Pediatric Asthma Risk Score (PARS) — Demographic and clinical data from 762 children from a birth cohort enrolled in the Cincinnati Childhood Allergy and Air Pollution Study were used to identify factors that predicted asthma development [80]. PARS predicted asthma development in the Cincinnati cohort (sensitivity 0.68, specificity 0.77) and was replicated in the Isle of Wight birth cohort (sensitivity 0.67, specificity 0.79). Variables that predicted asthma in PARS included parental asthma, eczema, wheezing apart from colds, early wheezing, sensitization to two or more food allergens and/or aeroallergens, and African American race.
FUTURE DIRECTIONS — Multidimensional approaches that include novel variables, such as biomarkers [81-87], lung imaging [88,89], genetics [22,90-95], and statistical techniques [96], may improve on the fidelity of phenotype designations and their stability over time. With further study, phenotypes may be identified that are highly predictive of the ultimate expression of asthma. This in turn may improve the precision of research into mechanisms causing asthma, with the ultimate goal of the primary prevention of asthma.
SUMMARY
●Several early-childhood wheezing phenotypes have been described based upon the natural history and associated risk factors.

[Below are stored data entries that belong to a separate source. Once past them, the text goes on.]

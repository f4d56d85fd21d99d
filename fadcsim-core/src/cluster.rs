//! Clusters of calibrated hits.

use crate::calibration::ChannelTable;
use crate::channel::CrystalIndex;
use crate::error::{Error, Result};
use crate::hit::{CalibratedHit, Hit};

#[cfg(feature = "serde")]
use serde::Serialize;

/// Hits grouped around a seed.
///
/// The first hit is the seed; clustering stages place it there. A
/// cluster is never empty.
#[derive(Debug, Clone, PartialEq)]
#[cfg_attr(feature = "serde", derive(Serialize))]
pub struct Cluster {
    hits: Vec<CalibratedHit>,
}

impl Cluster {
    /// Creates a cluster whose first hit is the seed.
    pub fn new(hits: Vec<CalibratedHit>) -> Result<Self> {
        if hits.is_empty() {
            return Err(Error::EmptyCluster);
        }
        Ok(Self { hits })
    }

    /// Seed hit.
    #[inline]
    pub fn seed(&self) -> &CalibratedHit {
        &self.hits[0]
    }

    /// Seed hit energy (GeV).
    #[inline]
    pub fn seed_energy(&self) -> f64 {
        self.seed().energy()
    }

    /// Sum of hit energies (GeV).
    pub fn total_energy(&self) -> f64 {
        self.hits.iter().map(Hit::energy).sum()
    }

    /// Number of hits.
    #[inline]
    pub fn hit_count(&self) -> usize {
        self.hits.len()
    }

    /// Cluster time, taken from the seed (ns).
    #[inline]
    pub fn time(&self) -> f64 {
        self.seed().time()
    }

    /// Crystal of the seed hit.
    pub fn seed_index(&self, table: &ChannelTable) -> Result<CrystalIndex> {
        table.crystal(self.seed().channel())
    }

    /// Returns the hits, seed first.
    pub fn hits(&self) -> &[CalibratedHit] {
        &self.hits
    }

    /// Returns an iterator over the hits.
    pub fn iter(&self) -> impl Iterator<Item = &CalibratedHit> {
        self.hits.iter()
    }
}

#[cfg(test)]
mod tests {
    use super::*;
    use crate::calibration::{reload, ChannelRecord};
    use crate::channel::ChannelId;
    use approx::assert_relative_eq;

    #[test]
    fn test_cluster_quantities() {
        let cluster = Cluster::new(vec![
            CalibratedHit::new(ChannelId(1), 0.6, 20.0),
            CalibratedHit::new(ChannelId(2), 0.3, 24.0),
            CalibratedHit::new(ChannelId(3), 0.1, 28.0),
        ])
        .unwrap();

        assert_relative_eq!(cluster.seed_energy(), 0.6);
        assert_relative_eq!(cluster.total_energy(), 1.0);
        assert_eq!(cluster.hit_count(), 3);
        assert_relative_eq!(cluster.time(), 20.0);
        assert_eq!(cluster.iter().count(), 3);
    }

    #[test]
    fn test_empty_cluster_rejected() {
        assert_eq!(Cluster::new(Vec::new()), Err(Error::EmptyCluster));
    }

    #[test]
    fn test_seed_index() {
        let table = reload(&[ChannelRecord::new(ChannelId(1), -4, 2, 0.1, 100.0, 0.0)]).unwrap();
        let cluster = Cluster::new(vec![CalibratedHit::new(ChannelId(1), 0.6, 20.0)]).unwrap();
        assert_eq!(cluster.seed_index(&table).unwrap(), CrystalIndex::new(-4, 2).unwrap());
    }
}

Accurate classification of young children at high risk to develop persistent asthma may help predict long-term outcomes and identify children who may benefit from secondary prevention interventions. (See 'Introduction' above.)
●Wheezing phenotypes have been defined to identify the characteristics and risk factors associated with children that experience wheezing. These include several epidemiologic phenotypes that are based upon wheezing history and symptom-based phenotypes that are based upon temporal patterns. The most well-known of these phenotypes is the classification from the Tucson Children's Respiratory Study (TCRS) cohort, which divided young children with wheezing into the following groups: early, transient wheezers; persistent wheezers; and late-onset wheezers. The European Respiratory Society defined two symptom-based phenotypes: episodic (viral) wheeze and multi-trigger wheeze. (See 'Wheezing phenotypes' above.)

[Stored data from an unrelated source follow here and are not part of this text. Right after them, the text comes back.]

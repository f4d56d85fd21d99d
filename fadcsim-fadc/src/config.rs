//! FADC pulse-processing configuration.

use fadcsim_core::ConfigError;
use serde::{Deserialize, Serialize};
use std::fmt;
use std::fs::File;
use std::io::BufReader;
use std::path::Path;

use crate::error::Result;

/// Duration of one FADC sample (ns).
pub const NS_PER_SAMPLE: i32 = 4;

/// Integration range around a threshold crossing.
///
/// Both lengths are in ns and must be non-negative multiples of
/// [`NS_PER_SAMPLE`].
#[derive(Clone, Copy, Debug, PartialEq, Eq, Serialize, Deserialize)]
pub struct IntegrationWindow {
    /// Time integrated after the crossing (ns).
    pub nsa: i32,
    /// Time integrated before the crossing (ns).
    pub nsb: i32,
}

impl Default for IntegrationWindow {
    fn default() -> Self {
        // Values used during the 2014 run.
        Self { nsa: 100, nsb: 20 }
    }
}

impl IntegrationWindow {
    /// Creates a validated window.
    pub fn new(nsa: i32, nsb: i32) -> std::result::Result<Self, ConfigError> {
        let window = Self { nsa, nsb };
        window.validate()?;
        Ok(window)
    }

    /// Checks sign and sample alignment of both lengths.
    pub fn validate(&self) -> std::result::Result<(), ConfigError> {
        for (name, value) in [("NSA", self.nsa), ("NSB", self.nsb)] {
            if value < 0 {
                return Err(ConfigError::Negative { name, value });
            }
            if value % NS_PER_SAMPLE != 0 {
                return Err(ConfigError::NotSampleMultiple { name, value });
            }
        }
        Ok(())
    }

    /// Samples integrated after the crossing.
    #[inline]
    pub fn samples_after(&self) -> i64 {
        i64::from(self.nsa / NS_PER_SAMPLE)
    }

    /// Samples integrated before the crossing.
    #[inline]
    pub fn samples_before(&self) -> i64 {
        i64::from(self.nsb / NS_PER_SAMPLE)
    }

    /// Nominal number of integrated samples.
    #[inline]
    pub fn total_samples(&self) -> i64 {
        i64::from((self.nsa + self.nsb) / NS_PER_SAMPLE)
    }
}

/// Configuration for FADC pulse processing.
#[derive(Clone, Debug, PartialEq, Serialize, Deserialize)]
pub struct FadcConfig {
    /// Integration window.
    pub window: IntegrationWindow,
    /// Leading-edge threshold above pedestal (ADC).
    pub threshold: f64,
    /// Maximum pulses searched per waveform (1, 2 or 3).
    pub max_pulses: u32,
    /// Use Mode-7 half-height timing instead of 4 ns crossing time.
    pub mode7_timing: bool,
    /// Samples in the readout window for pre-integrated data.
    /// Non-positive disables clipping corrections.
    pub window_samples: i32,
    /// Emulate the SSP crossing search (fixed 8-sample skip).
    pub ssp_emulation: bool,
    /// Prefer per-event running pedestals when present.
    pub use_running_pedestal: bool,
    /// Run the configured pulse fitter on Mode-1 waveforms.
    pub use_fit: bool,
}

impl Default for FadcConfig {
    fn default() -> Self {
        Self {
            window: IntegrationWindow::default(),
            threshold: 12.0,
            max_pulses: 3,
            mode7_timing: true,
            window_samples: -1,
            ssp_emulation: false,
            use_running_pedestal: false,
            use_fit: false,
        }
    }
}

// Intermediate structs for the JSON schema.
// Option names follow the DAQ configuration; the short snake_case keys
// are still read.
#[derive(Deserialize)]
#[serde(deny_unknown_fields)]
struct JsonConfig {
    fadc: JsonFadc,
}

#[derive(Deserialize)]
#[serde(default, deny_unknown_fields)]
struct JsonFadc {
    #[serde(rename = "NSA", alias = "nsa")]
    nsa: i32,
    #[serde(rename = "NSB", alias = "nsb")]
    nsb: i32,
    #[serde(rename = "integrationThreshold", alias = "threshold")]
    threshold: f64,
    #[serde(rename = "maxThresholdCrossings", alias = "max_pulses")]
    max_pulses: u32,
    #[serde(rename = "mode7Timing", alias = "mode7")]
    mode7: bool,
    #[serde(rename = "windowSamples", alias = "window_samples")]
    window_samples: i32,
    #[serde(rename = "sspEmulation", alias = "ssp_emulation")]
    ssp_emulation: bool,
    #[serde(rename = "runningPedestal", alias = "running_pedestal")]
    running_pedestal: bool,
    #[serde(rename = "useFit", alias = "use_fit")]
    use_fit: bool,
}

impl Default for JsonFadc {
    fn default() -> Self {
        let defaults = FadcConfig::default();
        Self {
            nsa: defaults.window.nsa,
            nsb: defaults.window.nsb,
            threshold: defaults.threshold,
            max_pulses: defaults.max_pulses,
            mode7: defaults.mode7_timing,
            window_samples: defaults.window_samples,
            ssp_emulation: defaults.ssp_emulation,
            running_pedestal: defaults.use_running_pedestal,
            use_fit: defaults.use_fit,
        }
    }
}

impl FadcConfig {
    /// Creates a configuration with default values.
    #[must_use]
    pub fn new() -> Self {
        Self::default()
    }

    /// Set the integration window lengths (ns).
    #[must_use]
    pub fn with_window(mut self, nsa: i32, nsb: i32) -> Self {
        self.window = IntegrationWindow { nsa, nsb };
        self
    }

    /// Set the leading-edge threshold (ADC above pedestal).
    #[must_use]
    pub fn with_threshold(mut self, threshold: f64) -> Self {
        self.threshold = threshold;
        self
    }

    /// Set the maximum number of pulses per waveform.
    #[must_use]
    pub fn with_max_pulses(mut self, max_pulses: u32) -> Self {
        self.max_pulses = max_pulses;
        self
    }

    /// Enable or disable Mode-7 timing.
    #[must_use]
    pub fn with_mode7_timing(mut self, mode7: bool) -> Self {
        self.mode7_timing = mode7;
        self
    }

    /// Set the readout window length in samples.
    #[must_use]
    pub fn with_window_samples(mut self, samples: i32) -> Self {
        self.window_samples = samples;
        self
    }

    /// Enable or disable SSP crossing-search emulation.
    #[must_use]
    pub fn with_ssp_emulation(mut self, ssp: bool) -> Self {
        self.ssp_emulation = ssp;
        self
    }

    /// Enable or disable running pedestals.
    #[must_use]
    pub fn with_running_pedestal(mut self, enabled: bool) -> Self {
        self.use_running_pedestal = enabled;
        self
    }

    /// Enable or disable pulse fitting.
    #[must_use]
    pub fn with_fit(mut self, enabled: bool) -> Self {
        self.use_fit = enabled;
        self
    }

    /// Readout window length, if clipping corrections are enabled.
    pub fn window_samples(&self) -> Option<usize> {
        usize::try_from(self.window_samples).ok().filter(|&n| n > 0)
    }

    /// Validate all parameters.
    ///
    /// Called when loading from JSON and when building an integrator.
    pub fn validate(&self) -> std::result::Result<(), ConfigError> {
        self.window.validate()?;
        if !(1..=3).contains(&self.max_pulses) {
            return Err(ConfigError::InvalidMaxPulses(self.max_pulses));
        }
        if !self.threshold.is_finite() {
            return Err(ConfigError::InvalidValue {
                name: "threshold".to_string(),
                value: self.threshold.to_string(),
            });
        }
        Ok(())
    }

    /// Load configuration from a JSON file.
    pub fn from_file<P: AsRef<Path>>(path: P) -> Result<Self> {
        let file = File::open(path)?;
        let reader = BufReader::new(file);
        let json_config: JsonConfig = serde_json::from_reader(reader)?;
        Self::from_json_config(json_config)
    }

    /// Load configuration from a JSON string.
    ///
    /// Fields missing from the document keep their defaults.
    pub fn from_json(json: &str) -> Result<Self> {
        let json_config: JsonConfig = serde_json::from_str(json)?;
        Self::from_json_config(json_config)
    }

    fn from_json_config(config: JsonConfig) -> Result<Self> {
        let fadc = config.fadc;
        let config = Self {
            window: IntegrationWindow {
                nsa: fadc.nsa,
                nsb: fadc.nsb,
            },
            threshold: fadc.threshold,
            max_pulses: fadc.max_pulses,
            mode7_timing: fadc.mode7,
            window_samples: fadc.window_samples,
            ssp_emulation: fadc.ssp_emulation,
            use_running_pedestal: fadc.running_pedestal,
            use_fit: fadc.use_fit,
        };

        // Validate once at load time (not per-waveform)
        config.validate()?;
        log::info!("FADC configuration loaded: {config}");
        Ok(config)
    }
}

impl fmt::Display for FadcConfig {
    fn fmt(&self, f: &mut fmt::Formatter<'_>) -> fmt::Result {
        write!(
            f,
            "NSA={} ns NSB={} ns threshold={} ADC max_pulses={} window_samples={} mode7={}",
            self.window.nsa,
            self.window.nsb,
            self.threshold,
            self.max_pulses,
            self.window_samples,
            self.mode7_timing
        )
    }
}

●Genetic, environmental, developmental, and host factors may contribute to the development of asthma and can alter the expression or persistence of the asthma phenotype over time. The major risk factors identified in various wheezing phenotype studies include the presence of atopy (in both the child and the parents), reduced lung function, and viral infections in infancy, particularly with rhinovirus. (See 'Asthma risk factors' above and "Risk factors for asthma" and "Role of viruses in wheezing and asthma: An overview".)
●Various predictive models or clinical indicators of risk have been studied to help the clinician identify those children who will continue wheezing into older childhood. These models have employed various risk factors associated with the development of asthma in epidemiologic studies, such as parental history of allergic sensitization and asthma, wheezing history, atopic disease in the child, immunoglobulin E (IgE) levels, and cytokine secretion profiles. The most commonly used predictive scoring system is the Asthma Predictive Index (API). (See 'Predictive tools in children with wheezing' above.)